In full and without alteration, print the entries that follow.

(Stored data begins)

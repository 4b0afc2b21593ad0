use anyhow::Result;
use clap::Parser;
use tracing::debug;
use tracing_subscriber::EnvFilter;

use cz_undo::cli::{UndoArgs, UndoCommand};
use cz_undo::config;
use cz_undo::git::Git2Repository;
use cz_undo::runner::ShellRunner;
use cz_undo::ui::{self, ConsoleOutput};

#[derive(clap::Parser)]
#[command(
    name = "cz-undo",
    version,
    about = "Reset the latest version bump or the latest commit"
)]
#[command(group(
    clap::ArgGroup::new("mode")
        .required(true)
        .args(["bump", "commit"])
))]
struct Args {
    #[arg(short, long, help = "Delete the latest tag and drop the bump commit")]
    bump: bool,

    #[arg(short, long, help = "Reset the latest commit, keeping its changes")]
    commit: bool,

    #[arg(long, help = "Print the undo command without running it")]
    dry_run: bool,

    #[arg(long, help = "Custom configuration file path")]
    config: Option<String>,

    #[arg(short, long, help = "Show debug output")]
    verbose: bool,
}

fn init_logging(verbose: bool) {
    let default_level = if verbose { "debug" } else { "warn" };

    tracing_subscriber::fmt()
        .with_writer(std::io::stderr)
        .with_env_filter(
            EnvFilter::try_from_default_env().unwrap_or_else(|_| EnvFilter::new(default_level)),
        )
        .init();
}

fn main() -> Result<()> {
    let args = Args::parse();
    init_logging(args.verbose);

    let config = match config::load_config(args.config.as_deref()) {
        Ok(cfg) => cfg,
        Err(e) => {
            ui::display_error(&format!("Error loading config: {}", e));
            std::process::exit(1);
        }
    };
    debug!(?config, "loaded configuration");

    let repo = match Git2Repository::open(".") {
        Ok(repo) => repo,
        Err(e) => {
            ui::display_error(&format!("Git repository error: {}", e));
            std::process::exit(1);
        }
    };

    let mut runner = ShellRunner::new(&config.shell);
    if let Some(workdir) = repo.workdir() {
        runner = runner.current_dir(workdir);
    }

    let undo_args = UndoArgs {
        bump: args.bump,
        commit: args.commit,
        dry_run: args.dry_run,
    };

    let output = ConsoleOutput;
    let undo = UndoCommand::new(&config, &repo, &runner, &output);

    match undo.execute(&undo_args) {
        Ok(outcome) => {
            debug!(?outcome, "undo finished");
            Ok(())
        }
        Err(e) => {
            if !e.is_user_error() {
                debug!(error = ?e, "undo failed");
            }
            ui::display_error(&e.to_string());
            std::process::exit(1);
        }
    }
}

(Stored data ends)

◆ Task result
repository 4b0afc2b21593ad0
use anyhow::Result;
use clap::Parser;
use tracing::debug;
use tracing_subscriber::EnvFilter;

use cz_undo::cli::{UndoArgs, UndoCommand};
use cz_undo::config;
use cz_undo::git::Git2Repository;
use cz_undo::runner::ShellRunner;
use cz_undo::ui::{self, ConsoleOutput};

#[derive(clap::Parser)]
#[command(
    name = "cz-undo",
    version,
    about = "Reset the latest version bump or the latest commit"
)]
#[command(group(
    clap::ArgGroup::new("mode")
        .required(true)
        .args(["bump", "commit"])
))]
struct Args {
    #[arg(short, long, help = "Delete the latest tag and drop the bump commit")]
    bump: bool,

    #[arg(short, long, help = "Reset the latest commit, keeping its changes")]
    commit: bool,

    #[arg(long, help = "Print the undo command without running it")]
    dry_run: bool,

    #[arg(long, help = "Custom configuration file path")]
    config: Option<String>,

    #[arg(short, long, help = "Show debug output")]
    verbose: bool,
}

fn init_logging(verbose: bool) {
    let default_level = if verbose { "debug" } else { "warn" };

    tracing_subscriber::fmt()
        .with_writer(std::io::stderr)
        .with_env_filter(
            EnvFilter::try_from_default_env().unwrap_or_else(|_| EnvFilter::new(default_level)),
        )
        .init();
}

fn main() -> Result<()> {
    let args = Args::parse();
    init_logging(args.verbose);

    let config = match config::load_config(args.config.as_deref()) {
        Ok(cfg) => cfg,
        Err(e) => {
            ui::display_error(&format!("Error loading config: {}", e));
            std::process::exit(1);
        }
    };
    debug!(?config, "loaded configuration");

    let repo = match Git2Repository::open(".") {
        Ok(repo) => repo,
        Err(e) => {
            ui::display_error(&format!("Git repository error: {}", e));
            std::process::exit(1);
        }
    };

    let mut runner = ShellRunner::new(&config.shell);
    if let Some(workdir) = repo.workdir() {
        runner = runner.current_dir(workdir);
    }

    let undo_args = UndoArgs {
        bump: args.bump,
        commit: args.commit,
        dry_run: args.dry_run,
    };

    let output = ConsoleOutput;
    let undo = UndoCommand::new(&config, &repo, &runner, &output);

    match undo.execute(&undo_args) {
        Ok(outcome) => {
            debug!(?outcome, "undo finished");
            Ok(())
        }
        Err(e) => {
            if !e.is_user_error() {
                debug!(error = ?e, "undo failed");
            }
            ui::display_error(&e.to_string());
            std::process::exit(1);
        }
    }
}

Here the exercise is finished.